While Cathy and I were in Myrtle Beach
over the new year, we went to a small estate which had a lovely
garden and a few animals. They were keeping grey foxes in with the
red and the red foxes which do not climb trees by nature, had
learned to do so from the grey and were sitting high in the branches
there pretending not to watch us watch them and of course watching
our every move.
March 25, 2002
I have used a photo
of children running in capes in the school ground of the high school
that I attended-- Mt. Baker Secondary High School in Cranbrook, B.C.
as a basis for this graphic. Children had gathered for summer
festivities. It was obviously very enjoyable for them and I
could imagine many of them in their minds believing that they would
take off and fly at any moment as they donned a colourful cape.
All they needed was the magic of their imagination. Thoughts of
love and connection to earth change to the soar of the imagination
particularly when dressed in the appropriate garb.
March 22, 2002
Two of my photo
images came to my mind after much reflection of this poem. At
first, I felt stuck but when I remembered the photo that I took of
John B. Lee when I first met him during his visit to Lethbridge.
I had talked him into a photo shoot. He was looking through the
south window on the 8th floor of the University of Lethbridge at the
wired buffalo (an art piece I obviously am fond of). The second
is one of the first snow falls of 2001. It is not uncommon for
Lethbridge residents to see snow upon flower blooms. I layered
these images and the image of an insect photo that I had taken and
enlarged for this collage upon a pattern from a photo that I had
thought of using for the "tree section". I'm particularly
pleased that the poet image appropriately reflects John.
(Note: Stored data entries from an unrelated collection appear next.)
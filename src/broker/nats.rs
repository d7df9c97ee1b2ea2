//! NATS JetStream publisher
//!
//! Alternative backend for deployments that run NATS instead of Pub/Sub.
//! Topics map to `<project>.<topic>` subjects; a JetStream stream must
//! capture the subject or the publish fails with "no responders".

use super::{PublishAck, PublishError, Publisher, TopicRef};
use crate::error::GatewayError;
use async_nats::connection::State;
use async_nats::jetstream::{self, Context as JsContext};
use async_nats::Client;
use async_trait::async_trait;
use bytes::Bytes;
use std::sync::atomic::{AtomicBool, AtomicU64, Ordering};
use std::sync::Arc;
use tracing::{debug, info, warn};

/// NATS publisher for gateway messages
pub struct NatsPublisher {
    client: Client,
    jetstream: JsContext,
    closed: AtomicBool,
    messages_published: AtomicU64,
    publish_failures: AtomicU64,
}

impl NatsPublisher {
    /// Connect to NATS server
    pub async fn connect(servers: &str) -> Result<Arc<Self>, GatewayError> {
        info!(servers, "Connecting to NATS");

        let client = async_nats::connect(servers)
            .await
            .map_err(|e| GatewayError::BrokerConnectionFailed {
                backend: "nats",
                source: Box::new(e),
            })?;

        let jetstream = jetstream::new(client.clone());

        info!("Connected to NATS JetStream");

        Ok(Arc::new(Self {
            client,
            jetstream,
            closed: AtomicBool::new(false),
            messages_published: AtomicU64::new(0),
            publish_failures: AtomicU64::new(0),
        }))
    }

    /// Get total messages published
    pub fn messages_published(&self) -> u64 {
        self.messages_published.load(Ordering::Relaxed)
    }

    /// Get total publish failures
    pub fn publish_failures(&self) -> u64 {
        self.publish_failures.load(Ordering::Relaxed)
    }

    fn record_failure(&self, subject: &str, error: &dyn std::fmt::Display) {
        self.publish_failures.fetch_add(1, Ordering::Relaxed);
        warn!(subject, error = %error, "Failed to publish message to NATS");
    }
}

/// Subject for a topic within a project namespace
fn subject_for(project_id: &str, topic_name: &str) -> String {
    format!("{project_id}.{topic_name}")
}

/// Topic must stay literal tokens under the project prefix: no wildcards,
/// whitespace or empty tokens
fn validate_topic_name(name: &str) -> Result<(), PublishError> {
    let reason = if name.split('.').any(str::is_empty) {
        Some("must not contain empty subject tokens")
    } else if name.contains(['*', '>']) {
        Some("must not contain wildcards")
    } else if name.chars().any(|c| c.is_whitespace() || c.is_control()) {
        Some("must not contain whitespace")
    } else {
        None
    };

    match reason {
        Some(reason) => Err(PublishError::InvalidTopic {
            name: name.to_string(),
            reason,
        }),
        None => Ok(()),
    }
}

#[async_trait]
impl Publisher for NatsPublisher {
    fn backend(&self) -> &'static str {
        "nats"
    }

    fn resolve_topic(&self, project_id: &str, topic_name: &str) -> TopicRef {
        TopicRef {
            project_id: project_id.to_string(),
            name: topic_name.to_string(),
            resolved: subject_for(project_id, topic_name),
        }
    }

    async fn publish(&self, topic: &TopicRef, payload: Bytes) -> Result<PublishAck, PublishError> {
        validate_topic_name(&topic.name)?;
        let subject = topic.resolved.clone();

        debug!(subject, bytes = payload.len(), "Publishing to NATS");

        let pending = match self.jetstream.publish(subject.clone(), payload).await {
            Ok(pending) => pending,
            Err(e) => {
                self.record_failure(&subject, &e);
                return Err(PublishError::Transport(Box::new(e)));
            }
        };

        // Second await resolves once the stream has stored the message
        match pending.await {
            Ok(ack) => {
                self.messages_published.fetch_add(1, Ordering::Relaxed);
                debug!(
                    subject,
                    stream = %ack.stream,
                    seq = ack.sequence,
                    "Message acknowledged"
                );
                Ok(PublishAck {
                    message_id: Some(format!("{}:{}", ack.stream, ack.sequence)),
                })
            }
            Err(e) => {
                self.record_failure(&subject, &e);
                Err(PublishError::Broker(e.to_string()))
            }
        }
    }

    fn is_connected(&self) -> bool {
        !self.closed.load(Ordering::SeqCst)
            && matches!(self.client.connection_state(), State::Connected)
    }

    /// Graceful shutdown
    async fn close(&self) {
        info!(
            published = self.messages_published(),
            failures = self.publish_failures(),
            "Closing NATS connection"
        );
        self.closed.store(true, Ordering::SeqCst);
        if let Err(e) = self.client.flush().await {
            warn!(error = %e, "Failed to flush NATS connection");
        }
    }
}

#[cfg(test)]
mod tests {
    use super::*;

    #[test]
    fn test_subject_is_project_scoped() {
        assert_eq!(subject_for("demo", "orders"), "demo.orders");
    }

    #[test]
    fn test_topic_name_must_be_literal_tokens() {
        for name in ["orders", "orders.eu", "bad-topic"] {
            assert!(validate_topic_name(name).is_ok(), "{name} should be accepted");
        }

        for name in ["orders.*", ">", "a..b", ".orders", "orders.", "two words", "line\nbreak"] {
            assert!(
                matches!(validate_topic_name(name), Err(PublishError::InvalidTopic { .. })),
                "{name:?} should be refused"
            );
        }
    }
}
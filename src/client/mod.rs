//! Terminal client for the todo API.
//!
//! [`state::AppState`] holds everything the user sees and changes only through
//! its transitions. [`Session`] pairs it with an API handle and the
//! notification timer, [`view`] renders it and [`shell`] reads commands.

pub mod http;
pub mod notify;
pub mod session;
pub mod shell;
pub mod state;
pub mod view;

#[cfg(test)]
pub(crate) mod testing;

pub use http::{ClientError, TodoApi, TodoClient};
pub use session::{Action, Session};
pub use state::{AppState, EditState, Notification, NotificationKind};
With ten poems in the Nova Scotia section, the websection is removed
from the website.
March 19,
2002
Here's another poem I thought might be
nice for the age group and the Yea Spot.
February 20,
2002
Here's a simple little poem I wrote this
morning...I think it simple enough and visual enough that it might
provide you with some inspiration for our web site.
December 10,
2001
Your photograph of clay trees inspired
the poem, "Worry Dreams." I'd like to see the poem stand in the absence
of its impulse, and so I'll let it speak for itself.
December 9,
2001
Two of my photo
images came to my mind when reading your poem. The first is a
photo that I took at Police Lake this fall. The image of the
autumn colours of the trees which lined the lake reflected on the
water making it a good backdrop for the image and for your poem.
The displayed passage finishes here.